Wednesday, May 22, 2013
Maine has a chance to trim $170 million a year from electricity bills, cut its reliance on oil and take advantage of historically low power costs, but lawmakers first must authorize state government to help bring natural gas here from new gas fields in the Northeast.
In this June 25, 2012 file photo, a crew works on a drilling rig at a well site for shale based natural gas in Zelienople, Pa. Under a Maine legislator's plan, residents could save as much as $170 million a year by buying natural gas from out of state.
Rep. Kenneth Fredette, R-Newport
That’s the pitch the incoming House minority leader is expected to make when the Legislature reconvenes next month.
Rep. Kenneth Fredette, R-Newport, will promote the initiative with help from an informal working group that has been studying the most effective way for Maine to cut its above-average energy costs.
“We need to be more proactive and be more bold,” Fredette told the Portland Press Herald. “We’re going to look at a bold bill.”
Fredette would not discuss details of his proposal, but people familiar with the plan say it would not use taxpayers’ money to build new pipelines in Maine. Instead, it would aim to give the state the financial and legal authority to secure volumes of gas for Maine homes and businesses by signing contracts with companies that already plan to build or upgrade pipelines in southern New England.
The process could involve expanding the role and authority of the Governor’s Energy Office and creating a panel of experts to review potential investments. It also could ask utility ratepayers to backstop any financial risk, such as by paying added charges if gas demand falls short.
Such details could make the initiative a hard sell.
In a speech last week to mill owners and other large electricity users, Fredette said a primary goal is to reinvigorate Maine’s manufacturing sector. To do that, he said, Maine must figure out how to eliminate a premium that’s paid to get dependable gas supplies delivered here when demand is high in the winter.

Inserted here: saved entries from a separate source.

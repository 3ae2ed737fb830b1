//! Response shapes of the Insights balancing endpoints.

use chrono::{DateTime, NaiveDate, Utc};
use serde::Deserialize;
use slotwise_core::SystemPrice;

/// £/MWh to p/kWh.
pub(crate) const GBP_PER_MWH_TO_P_PER_KWH: f64 = 0.1;

// `data` may be absent or null when nothing is published for the date.
#[derive(Debug, Deserialize)]
pub(crate) struct Envelope<T> {
    #[serde(default = "Option::default")]
    data: Option<Vec<T>>,
}

impl<T> Envelope<T> {
    pub fn into_rows(self) -> Vec<T> {
        self.data.unwrap_or_default()
    }
}

#[derive(Debug, Deserialize)]
#[serde(rename_all = "camelCase")]
pub(crate) struct SettlementRow {
    pub start_time: DateTime<Utc>,
    #[serde(default)]
    pub settlement_date: Option<NaiveDate>,
    #[serde(default)]
    pub settlement_period: Option<u8>,
    pub system_sell_price: f64,
}

#[derive(Debug, Deserialize)]
#[serde(rename_all = "camelCase")]
pub(crate) struct MarketIndexRow {
    pub start_time: DateTime<Utc>,
    #[serde(default)]
    pub settlement_date: Option<NaiveDate>,
    #[serde(default)]
    pub settlement_period: Option<u8>,
    pub price: f64,
}

impl From<SettlementRow> for SystemPrice {
    fn from(r: SettlementRow) -> Self {
        Self {
            start: r.start_time,
            settlement_date: r.settlement_date,
            settlement_period: r.settlement_period,
            price_p_per_kwh: r.system_sell_price * GBP_PER_MWH_TO_P_PER_KWH,
        }
    }
}

impl From<MarketIndexRow> for SystemPrice {
    fn from(r: MarketIndexRow) -> Self {
        Self {
            start: r.start_time,
            settlement_date: r.settlement_date,
            settlement_period: r.settlement_period,
            price_p_per_kwh: r.price * GBP_PER_MWH_TO_P_PER_KWH,
        }
    }
}

#[cfg(test)]
mod tests {
    use super::*;

    #[test]
    fn settlement_price_converts_to_pence_per_kwh() {
        let body = r#"{"data":[{
            "settlementDate":"2024-03-01",
            "settlementPeriod":3,
            "startTime":"2024-03-01T01:00:00Z",
            "createdDateTime":"2024-03-01T02:00:00Z",
            "systemSellPrice":85.5,
            "systemBuyPrice":85.5
        }]}"#;
        let env: Envelope<SettlementRow> = serde_json::from_str(body).unwrap();
        let p = SystemPrice::from(env.into_rows().remove(0));
        assert!((p.price_p_per_kwh - 8.55).abs() < 1e-9);
        assert_eq!(p.settlement_period, Some(3));
    }

    #[test]
    fn missing_or_null_data_is_empty() {
        let env: Envelope<MarketIndexRow> = serde_json::from_str("{}").unwrap();
        assert!(env.into_rows().is_empty());
        let env: Envelope<MarketIndexRow> = serde_json::from_str(r#"{"data":null}"#).unwrap();
        assert!(env.into_rows().is_empty());
    }
}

That premium, added to the commodity price of natural gas, is called a basis differential. If Maine had authority to buy specific volumes of gas for extended periods, homeowners and businesses could save $170 million a year, Fredette said.
“I want to eliminate the basis differential, or as much of it as we can,” he told members of the Industrial Energy Consumer Group. “This will lower everyone’s electricity costs. ... I can think of no single other action state government can take that will provide this large a benefit to the people of Maine this soon.”
Fredette’s proposal has tentative support from Gov. Paul LePage. But Ken Fletcher, who heads the Governor’s Energy Office, said LePage would balk at any financial arrangement that adds a new charge to electricity bills.
LePage’s stance suggests that the politics of the proposal may be complicated.
Democrats, who historically have been more receptive to surcharges for energy programs, now have majorities in the House and Senate, and this proposal is coming from the leader of House Republicans.
And LePage, who frequently cites the state’s high energy costs as a deterrent to business expansion, has had Fletcher working over the past two years to expand natural gas pipelines.
Fletcher recently calculated the impact of converting 20,000 homes from oil heat to gas, based on today’s prices. The savings would be $24 million a year.
“I can’t think of anything else we could do to put more money in people’s pockets,” he said of expanding the availability of natural gas.
Half of New England’s electricity comes from gas-fired power plants, so the region’s economy is highly dependent on gas prices. Since 2008, gas prices have fallen so much that Maine is saving $230 million a year on electricity, according to the Maine Public Utilities Commission.